Campaigns for parliamentary and presidential elections began in the second half of 2018, adding to political sensitivities and ultimately preventing an adequate response to Indonesia’s twin deficit. Imposing import tariffs on 1147 commodities may have pleased the public but added little to balance the current account.
More importantly, fearing popular discontent, the government did not cut domestic oil subsidies to reduce government spending and curb imports. Instead, it held on to its decision that state-owned energy holding company Pertamina must sell its fuel below market prices nationwide. This move is a significant reason why the current account deficit reached 3.37 per cent of GDP in 2018. The oil and gas sector had a shortfall of US$12.21 billion until November this year. It eliminated an actual surplus in the non-oil and gas sector and was by far the largest contributor to the overall deficit.
In general, 2018 was a difficult year for the economy. Facing an inconsistent, inefficient, opaque and often outright unfavourable regulatory environment, business leaders were not positive and remained neutral in the Kontan CEO Confidence Index. The Nikkei Indonesia Manufacturing Purchasing Managers’ Index reached a five-month low in November. Output growth slowed, new orders failed to improve and export sales dropped throughout the entire year. Foreign direct investment plummeted by more than 20 per cent year-on-year in the third quarter of 2018.
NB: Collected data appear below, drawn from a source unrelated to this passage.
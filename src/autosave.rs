//! Debounced background saving.
//!
//! [`AutoSaver::schedule`] is cheap and synchronous; a background task
//! coalesces scheduled documents by id and writes the latest version once
//! no new version has arrived for the debounce window. Failed writes are
//! logged and dropped: saving never blocks or fails generation.

use std::collections::HashMap;
use std::sync::Arc;
use std::time::Duration;

use tokio::sync::{mpsc, oneshot};
use tokio::task::JoinHandle;
use tokio::time::Instant;

use crate::models::Document;
use crate::store::DocumentStore;

enum Command {
    Save(Box<Document>),
    Flush(oneshot::Sender<()>),
}

/// Handle to the background save task.
pub struct AutoSaver {
    tx: mpsc::UnboundedSender<Command>,
    handle: JoinHandle<()>,
}

impl AutoSaver {
    /// Spawn the save task on the current tokio runtime.
    pub fn spawn(store: Arc<dyn DocumentStore>, debounce: Duration) -> Self {
        let (tx, rx) = mpsc::unbounded_channel();
        let handle = tokio::spawn(save_loop(store, debounce, rx));
        Self { tx, handle }
    }

    /// Queue `doc` for saving; a later schedule for the same id replaces it.
    pub fn schedule(&self, doc: Document) {
        if self.tx.send(Command::Save(Box::new(doc))).is_err() {
            tracing::warn!("autosave task is gone; document not saved");
        }
    }

    /// Write everything pending now and wait for it.
    pub async fn flush(&self) {
        let (done_tx, done_rx) = oneshot::channel();
        if self.tx.send(Command::Flush(done_tx)).is_ok() {
            let _ = done_rx.await;
        }
    }

    /// Flush and stop the task.
    pub async fn shutdown(self) {
        drop(self.tx);
        if let Err(e) = self.handle.await {
            tracing::warn!(error = %e, "autosave task ended abnormally");
        }
    }
}

async fn save_loop(
    store: Arc<dyn DocumentStore>,
    debounce: Duration,
    mut rx: mpsc::UnboundedReceiver<Command>,
) {
    let mut pending: HashMap<String, Document> = HashMap::new();
    let mut deadline: Option<Instant> = None;

    loop {
        let command = match deadline {
            Some(at) => tokio::select! {
                cmd = rx.recv() => cmd,
                _ = tokio::time::sleep_until(at) => {
                    write_all(store.as_ref(), &mut pending).await;
                    deadline = None;
                    continue;
                }
            },
            None => rx.recv().await,
        };

        match command {
            Some(Command::Save(doc)) => {
                pending.insert(doc.id.clone(), *doc);
                deadline = Some(Instant::now() + debounce);
            }
            Some(Command::Flush(done)) => {
                write_all(store.as_ref(), &mut pending).await;
                deadline = None;
                let _ = done.send(());
            }
            None => {
                write_all(store.as_ref(), &mut pending).await;
                return;
            }
        }
    }
}

async fn write_all(store: &dyn DocumentStore, pending: &mut HashMap<String, Document>) {
    for (id, doc) in pending.drain() {
        match store.save_document(&doc).await {
            Ok(()) => tracing::debug!(document = %id, "document saved"),
            Err(e) => tracing::warn!(document = %id, error = %e, "failed to save document"),
        }
    }
}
It remains uncertain how economic policy will look once a new administration takes office in mid-2019. The present government will probably refrain from engaging in new economic initiatives before the end of its term. It has to manoeuvre with extreme care during campaign time amid the varying interests of supporters and opponents. A daring attempt to open up 54 additional sectors to foreign investment in November, for instance, was shot down by domestic interest groups that are particularly vocal around elections.
The free trade agreement with Australia remains on hold despite previous plans to have it signed in December. As a result, the economy remains relatively unexposed to international value chains and continues to have a comparatively low trade-to-GDP ratio.
Given this insulation, Indonesia does not stand to benefit from China’s strategic shift away from labour-intensive industries. The growing digital economy might give Indonesia some respite. Investors in e-commerce, financial technology and the sharing economy are eyeing the impressive purchase power in Indonesia’s large consumer markets. After all, the largest driver of economic growth remains private consumption, which increased by almost a third from 2014 to 2018.
But developments in capital-intensive service industries will not solve major obstacles to the development of the manufacturing and agricultural sectors. As these are particularly important for Indonesians with lower skills and incomes, it appears that next year will be business as usual, again, for most Indonesians.
Rainer Heufers is the Co-founder and Executive Director of the Center for Indonesian Policy Studies in Jakarta, Indonesia.
This article is part of an EAF special feature series on 2018 in review and the year ahead.